Dynamic changes in 1H-MR relaxometric properties of cell-internalized paramagnetic liposomes, as studied over a five-day period.

Molecular imaging based on MRI requires the use of amplification strategies in order to achieve sufficient sensitivity for the detection of low-level molecular markers. Recently, we described a combination of two amplification methods: (i) the use of paramagnetic liposomes that can be prepared with a high payload of Gd(3+)-containing lipid; and (ii) targeting to a cell-surface receptor that can undergo multiple rounds of nanoparticle delivery in the cell, followed by recycling to the cell membrane. Liposome uptake was monitored over a period of 24 h and was found to lead to massive delivery in subcellular compartments.
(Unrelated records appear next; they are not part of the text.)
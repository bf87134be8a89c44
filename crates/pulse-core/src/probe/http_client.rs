use bytes::Bytes;
use reqwest::{header, Client, ClientBuilder};
use std::time::{Duration, Instant};

use crate::probe::ProbeError;

const USER_AGENT: &str = concat!("pulse/", env!("CARGO_PKG_VERSION"));

/// Connection behavior of the shared HTTP client.
///
/// There is no in-process concurrency limit: every probe of an invocation must
/// be on the wire within its own timeout, so a slow provider can never delay
/// the send of another one.
#[derive(Debug, Clone)]
pub struct HttpClientConfig {
    /// How long an idle pooled connection is kept.
    pub pool_idle_timeout: Duration,
    /// Optional cap on TCP + TLS connect. When unset, connecting is bounded only
    /// by the per-request timeout.
    pub connect_timeout: Option<Duration>,
}

impl Default for HttpClientConfig {
    fn default() -> Self {
        Self { pool_idle_timeout: Duration::from_secs(30), connect_timeout: None }
    }
}

/// A response whose body has been fully read.
///
/// `started` is taken right before the request was sent.
#[derive(Debug)]
pub struct HttpResponse {
    pub status: u16,
    pub body: Bytes,
    pub started: Instant,
}

/// Shared HTTP client.
///
/// One instance is shared by every HTTP probe and the metrics pusher of a
/// process. Requests never retry here: a probe is a single measured attempt and
/// the pusher owns its own retry schedule.
pub struct HttpClient {
    client: Client,
}

impl HttpClient {
    /// Creates a new HTTP client with default configuration.
    ///
    /// # Errors
    ///
    /// Returns an error if the underlying reqwest client fails to build.
    pub fn new() -> Result<Self, ProbeError> {
        Self::with_config(&HttpClientConfig::default())
    }

    /// Creates a new HTTP client with the provided configuration.
    ///
    /// # Errors
    ///
    /// Returns an error if the underlying reqwest client fails to build.
    pub fn with_config(config: &HttpClientConfig) -> Result<Self, ProbeError> {
        let mut builder = ClientBuilder::new()
            .pool_idle_timeout(config.pool_idle_timeout)
            .use_rustls_tls()
            .redirect(reqwest::redirect::Policy::none())
            .user_agent(USER_AGENT)
            .tcp_nodelay(true);

        if let Some(connect_timeout) = config.connect_timeout {
            builder = builder.connect_timeout(connect_timeout);
        }

        let client = builder.build().map_err(|e| {
            tracing::error!(error = %e, "failed to build http client");
            ProbeError::ConnectionFailed(format!("HTTP client build failed: {e}"))
        })?;

        Ok(Self { client })
    }

    /// Sanitizes network errors so endpoint URLs (which often embed API keys)
    /// never reach logs or pushed data.
    fn sanitize_network_error(error: &reqwest::Error) -> String {
        if error.is_connect() {
            "connection refused or unreachable".to_string()
        } else if error.is_timeout() {
            "connection timed out".to_string()
        } else if error.is_request() {
            "request failed".to_string()
        } else if error.is_body() {
            "response body error".to_string()
        } else if error.is_decode() {
            "response decode error".to_string()
        } else if error.is_redirect() {
            "unexpected redirect".to_string()
        } else {
            "network error".to_string()
        }
    }

    fn map_send_error(error: &reqwest::Error) -> ProbeError {
        if error.is_timeout() {
            ProbeError::Timeout
        } else {
            ProbeError::ConnectionFailed(Self::sanitize_network_error(error))
        }
    }

    /// Sends a JSON POST and reads the whole body, whatever the status.
    ///
    /// `timeout` bounds the whole exchange, connect and body read included.
    ///
    /// # Errors
    ///
    /// - [`ProbeError::Timeout`] if the request or the body read times out
    /// - [`ProbeError::ConnectionFailed`] for transport failures (sanitized)
    pub async fn post_json(
        &self,
        url: &str,
        body: Bytes,
        timeout: Duration,
    ) -> Result<HttpResponse, ProbeError> {
        let started = Instant::now();
        let response = self
            .client
            .post(url)
            .header(header::ACCEPT, "application/json")
            .header(header::CONTENT_TYPE, "application/json")
            .body(body)
            .timeout(timeout)
            .send()
            .await
            .map_err(|e| Self::map_send_error(&e))?;

        let status = response.status().as_u16();
        let body = response.bytes().await.map_err(|e| Self::map_send_error(&e))?;

        Ok(HttpResponse { status, body, started })
    }

    /// Sends a `text/plain` POST with basic auth and returns the status code.
    ///
    /// # Errors
    ///
    /// Same as [`HttpClient::post_json`].
    pub async fn post_text(
        &self,
        url: &str,
        body: String,
        user: &str,
        password: &str,
        timeout: Duration,
    ) -> Result<u16, ProbeError> {
        let response = self
            .client
            .post(url)
            .header(header::CONTENT_TYPE, "text/plain")
            .basic_auth(user, Some(password))
            .body(body)
            .timeout(timeout)
            .send()
            .await
            .map_err(|e| Self::map_send_error(&e))?;

        Ok(response.status().as_u16())
    }
}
The present study aimed to monitor the longer-term fate of the cell-internalized contrast material by studying its relaxometric properties over 5 days, following an initial 24 h loading period. Circa 25% of the Gd(3+)-content delivered to the cells via integrin-targeted liposomes was lost in the first 24 h, which led to 65 and 77% reductions in R(1) and R(2), respectively, as compared with the original R(1) and R(2) enhancements. This implies that the remaining cell-associated gadolinium had relatively low effective r(1) and r(2) relaxivities. It is proposed that this is due to gradual release of Gd(3+) from the chelate in the cell, followed by sequestration in an MR silent state. Most of the gadolinium internalized by cells following incubation with non-targeted liposomes was released in the 5-day follow-up period.